Corporate CEOs Won the Pandemic
Since the pandemic began, the biggest corporations have been rewriting their compensation rules to ensure their CEOs continue raking in multimillion dollar payouts. The result: a 29 percent pay hike for the average CEO, even as the average frontline worker has been hit with a 2 percent wage cut.
Are meager unemployment benefits too generous? Is a weekly stipend of $300 causing some unemployed workers to stay at home? Is it time for Congress to crack down on scroungers who may be gaming the system because they would rather subsist on $1,200 a month than expose themselves to a deadly virus by staffing a deep fryer for pennies an hour?
As questions like these preoccupy many of the country’s leading lawmakers, newly compiled research underscores the extent to which America’s CEOs have enjoyed a year of plenty as essential workers face high infection rates, high unemployment, and faltering wages. The analysis, published earlier this week by the Institute for Policy Studies (IPS), reveals that more than half of the hundred largest low-wage employers gave chief executives pay rises averaging 29 percent while frontline workers earned 2 percent less. Not only that, but many firms actively rewrote their own compensation plans so that executives would receive inflated pay during the pandemic.
As the report points out, more than five hundred publicly-traded companies trumpeted cuts to the base salaries of their CEOs in 2020, often to great media acclaim. Performative gestures like these, however, obscure the fact that base salary generally makes up only a small percentage of executive compensation. With rules and performance benchmarks often rigged to bloat bonuses, the result has ultimately been record pay for CEOs at a time when worker pay is stagnating and workers themselves are at unique risk of infection.
Of the top hundred companies listed in the S&P 500, the report finds that some fifty-one modified their pay practices in 2020 following the pandemic’s onset to boost the value of executive compensation packages — the techniques including lowered performance bars, special “retention bonuses,” and the exclusion of second-quarter results from CEO performance evaluations. The upshot? At the various companies who engaged in these measures, CEO pay averaged $15.3 million — an increase of 29 percent since 2019 — while median worker pay dropped 2 percent to an average of $28,187. The CEO-worker pay ratio at these fifty-one firms, meanwhile, averaged 830 to 1.

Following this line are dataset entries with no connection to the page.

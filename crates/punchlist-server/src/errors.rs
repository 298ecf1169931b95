//! HTTP error mapping.
//!
//! [`ServerError`] is what handlers return on the failure path. Its
//! [`IntoResponse`] impl maps every variant onto a status code and the
//! shared `{message}` error body, so callers see one error shape across
//! the whole surface.

use axum::Json;
use axum::http::StatusCode;
use axum::response::{IntoResponse, Response};
use punchlist_core::ErrorBody;
use punchlist_store::StoreError;
use thiserror::Error;

/// Errors surfaced by the HTTP layer.
#[derive(Debug, Error)]
pub enum ServerError {
    /// Requested task does not exist.
    #[error("Task not found")]
    TaskNotFound,

    /// Persistence failure.
    #[error("{0}")]
    Store(#[from] StoreError),

    /// Listener could not be bound.
    #[error("bind error: {0}")]
    Bind(#[from] std::io::Error),
}

impl ServerError {
    /// Status code this error maps to.
    #[must_use]
    pub fn status_code(&self) -> StatusCode {
        match self {
            Self::TaskNotFound | Self::Store(StoreError::TaskNotFound(_)) => {
                StatusCode::NOT_FOUND
            }
            Self::Store(_) | Self::Bind(_) => StatusCode::INTERNAL_SERVER_ERROR,
        }
    }

    /// Wire message for the error body. Missing tasks always read
    /// `"Task not found"` regardless of which layer noticed.
    #[must_use]
    pub fn message(&self) -> String {
        if self.status_code() == StatusCode::NOT_FOUND {
            "Task not found".to_string()
        } else {
            self.to_string()
        }
    }
}

impl IntoResponse for ServerError {
    fn into_response(self) -> Response {
        let status = self.status_code();
        if status.is_server_error() {
            tracing::error!(error = %self, "request failed");
        }
        let body = ErrorBody {
            message: self.message(),
        };
        (status, Json(body)).into_response()
    }
}

// ─────────────────────────────────────────────────────────────────────────────
// Tests
// ─────────────────────────────────────────────────────────────────────────────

Some firms, of course, vastly exceeded these averages. Hilton Hotels CEO Christopher Nassetta, for example, got a payout of $55.9 million: 1,953 times his company’s median worker pay of $28,608. Between 2019 and 2020, Hilton fired or laid off some 32,000 workers while its median pay dropped from $43,695. As IPS researchers point out, Nassetta himself failed to meet designated performance goals, but the company’s board ultimately concluded that depriving him of a massive payout would have “impaired the awards’ ability to retain key talent and align our management team with the actions needed to drive long-term performance.”
This sentiment is absurd on its face. But it also makes for an incredible contrast with recent suggestions that getting a few hundred dollars a week may be creating a “disincentive” for able workers to seek out employment. As ever, America’s wealthiest people will apparently lose their work ethics without multimillion-dollar personal windfalls while its poorest will not gain them back unless a few hundred dollars are taken away.
Even without their arbitrarily reconfigured compensation schemes, of course, many of America’s top corporate executives would have still made a killing. As in so many areas, the pandemic has merely shown us a heightened version of what’s considered politically and economically “normal.” Essential workers dying from COVID, being laid off in record numbers, and having their wages slashed while CEOs literally see the company rules rewritten so they can receive even bigger payouts? You can’t make this stuff up.